Activity: If a line includes "StatCollector", copy it out of the entries.

(Records drawn from a dataset)
▶

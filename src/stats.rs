//! # Statistics Module
//!
//! Collects counters about the crawl.
//!
//! ## Overview
//!
//! The pipeline only ever increments named counters through the
//! [`StatsSink`] trait; it never reads them back. [`StatCollector`] is the
//! default sink: a concurrent map of counters that spiders may also bump
//! (e.g. a callback counting the checks it made) and that can be exported as
//! JSON or Markdown at any time.
//!
//! ## Example
//!
//! ```rust
//! use spider_flow::stats::{StatCollector, StatsSink};
//!
//! let stats = StatCollector::new();
//! stats.increment("boolean_checks", 2);
//! stats.increment("boolean_checks", 1);
//! assert_eq!(stats.get_value("boolean_checks"), Some(3));
//! println!("{}", stats.to_markdown_string());
//! ```

use crate::error::SpiderError;
use dashmap::DashMap;
use std::collections::BTreeMap;
use std::time::{Duration, Instant};

/// Counter names the engine increments.
pub mod counters {
    pub const START_REQUESTS: &str = "start_requests";
    pub const REQUESTS_ENQUEUED: &str = "requests_enqueued";
    pub const REQUESTS_DROPPED: &str = "requests_dropped";
    pub const REQUESTS_RETRIED: &str = "requests_retried";
    pub const DOWNLOADER_REQUEST_COUNT: &str = "downloader/request_count";
    pub const DOWNLOADER_RESPONSE_COUNT: &str = "downloader/response_count";
    pub const DOWNLOADER_EXCEPTION_COUNT: &str = "downloader/exception_count";
    pub const DOWNLOADER_SHORT_CIRCUIT_COUNT: &str = "downloader/short_circuit_count";
    pub const RESPONSES_DISPATCHED: &str = "responses_dispatched";
    pub const SPIDER_EXCEPTIONS_BINDING: &str = "spider_exceptions/binding";
    pub const SPIDER_EXCEPTIONS_CALLBACK: &str = "spider_exceptions/callback";
    pub const SPIDER_EXCEPTIONS_MIDDLEWARE: &str = "spider_exceptions/middleware";
    pub const ITEMS_SCRAPED: &str = "items_scraped";
    pub const ITEMS_PROCESSED: &str = "items_processed";
    pub const ITEMS_DROPPED: &str = "items_dropped";
}

/// Where the pipeline reports counts. Fire-and-forget.
pub trait StatsSink: Send + Sync + 'static {
    fn increment(&self, counter: &str, amount: usize);

    /// Current counter values, for reporting only. Sinks that forward counts
    /// elsewhere may leave this empty.
    fn snapshot(&self) -> BTreeMap<String, usize> {
        BTreeMap::new()
    }
}

// A point-in-time copy used by every export.
struct StatsSnapshot {
    counters: BTreeMap<String, usize>,
    elapsed_duration: Duration,
}

impl StatsSnapshot {
    fn formatted_duration(&self) -> String {
        format!("{:?}", self.elapsed_duration)
    }

    fn per_second(&self, counter: &str) -> f64 {
        let total_seconds = self.elapsed_duration.as_secs_f64();
        let value = self.counters.get(counter).copied().unwrap_or(0);
        if total_seconds > 0.0 {
            value as f64 / total_seconds
        } else {
            0.0
        }
    }
}

/// The default in-memory stats sink.
#[derive(Debug)]
pub struct StatCollector {
    pub start_time: Instant,
    counters: DashMap<String, usize>,
}

impl StatCollector {
    pub fn new() -> Self {
        StatCollector {
            start_time: Instant::now(),
            counters: DashMap::new(),
        }
    }

    /// The current value of a counter, if it was ever incremented.
    pub fn get_value(&self, counter: &str) -> Option<usize> {
        self.counters.get(counter).map(|v| *v.value())
    }

    /// All counters, sorted by name.
    pub fn counters(&self) -> BTreeMap<String, usize> {
        self.counters
            .iter()
            .map(|entry| (entry.key().clone(), *entry.value()))
            .collect()
    }

    pub fn elapsed(&self) -> Duration {
        self.start_time.elapsed()
    }

    fn report_snapshot(&self) -> StatsSnapshot {
        StatsSnapshot {
            counters: self.counters(),
            elapsed_duration: self.start_time.elapsed(),
        }
    }

    /// Converts the counters into a JSON string.
    pub fn to_json_string(&self) -> Result<String, SpiderError> {
        Ok(serde_json::to_string(&self.counters())?)
    }

    /// Converts the counters into a pretty-printed JSON string.
    pub fn to_json_string_pretty(&self) -> Result<String, SpiderError> {
        Ok(serde_json::to_string_pretty(&self.counters())?)
    }

    /// Exports the current statistics to a Markdown formatted string.
    pub fn to_markdown_string(&self) -> String {
        let snapshot = self.report_snapshot();

        let rows: String = snapshot
            .counters
            .iter()
            .map(|(name, count)| format!("| {} | {} |", name, count))
            .collect::<Vec<String>>()
            .join("\n");
        let table = if rows.is_empty() {
            "| N/A | 0 |".to_string()
        } else {
            rows
        };

        format!(
            r#"# Crawl Statistics Report

- **Duration**: {}
- **Average Speed**: {:.2} req/s, {:.2} resp/s, {:.2} item/s

## Counters
| Counter | Value |
|---------|-------|
{}
"#,
            snapshot.formatted_duration(),
            snapshot.per_second(counters::DOWNLOADER_REQUEST_COUNT),
            snapshot.per_second(counters::DOWNLOADER_RESPONSE_COUNT),
            snapshot.per_second(counters::ITEMS_SCRAPED),
            table
        )
    }
}

impl StatsSink for StatCollector {
    fn increment(&self, counter: &str, amount: usize) {
        // get_mut first so the common case does not allocate the key
        if let Some(mut value) = self.counters.get_mut(counter) {
            *value += amount;
            return;
        }
        *self.counters.entry(counter.to_string()).or_insert(0) += amount;
    }

    fn snapshot(&self) -> BTreeMap<String, usize> {
        self.counters()
    }
}

impl Default for StatCollector {
    fn default() -> Self {
        Self::new()
    }
}

impl std::fmt::Display for StatCollector {
    fn fmt(&self, f: &mut std::fmt::Formatter<'_>) -> std::fmt::Result {
        let snapshot = self.report_snapshot();

        writeln!(f, "\nCrawl Statistics")?;
        writeln!(f, "----------------")?;
        writeln!(f, "  duration : {}", snapshot.formatted_duration())?;
        writeln!(
            f,
            "  speed    : req/s: {:.2}, resp/s: {:.2}, item/s: {:.2}",
            snapshot.per_second(counters::DOWNLOADER_REQUEST_COUNT),
            snapshot.per_second(counters::DOWNLOADER_RESPONSE_COUNT),
            snapshot.per_second(counters::ITEMS_SCRAPED)
        )?;
        for (name, count) in &snapshot.counters {
            writeln!(f, "  {} : {}", name, count)?;
        }
        Ok(())
    }
}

◀

Output below:
//! [`StatsSink`] trait; it never reads them back. [`StatCollector`] is the
//! use spider_flow::stats::{StatCollector, StatsSink};
//! let stats = StatCollector::new();
pub struct StatCollector {
impl StatCollector {
        StatCollector {
impl StatsSink for StatCollector {
impl Default for StatCollector {
impl std::fmt::Display for StatCollector {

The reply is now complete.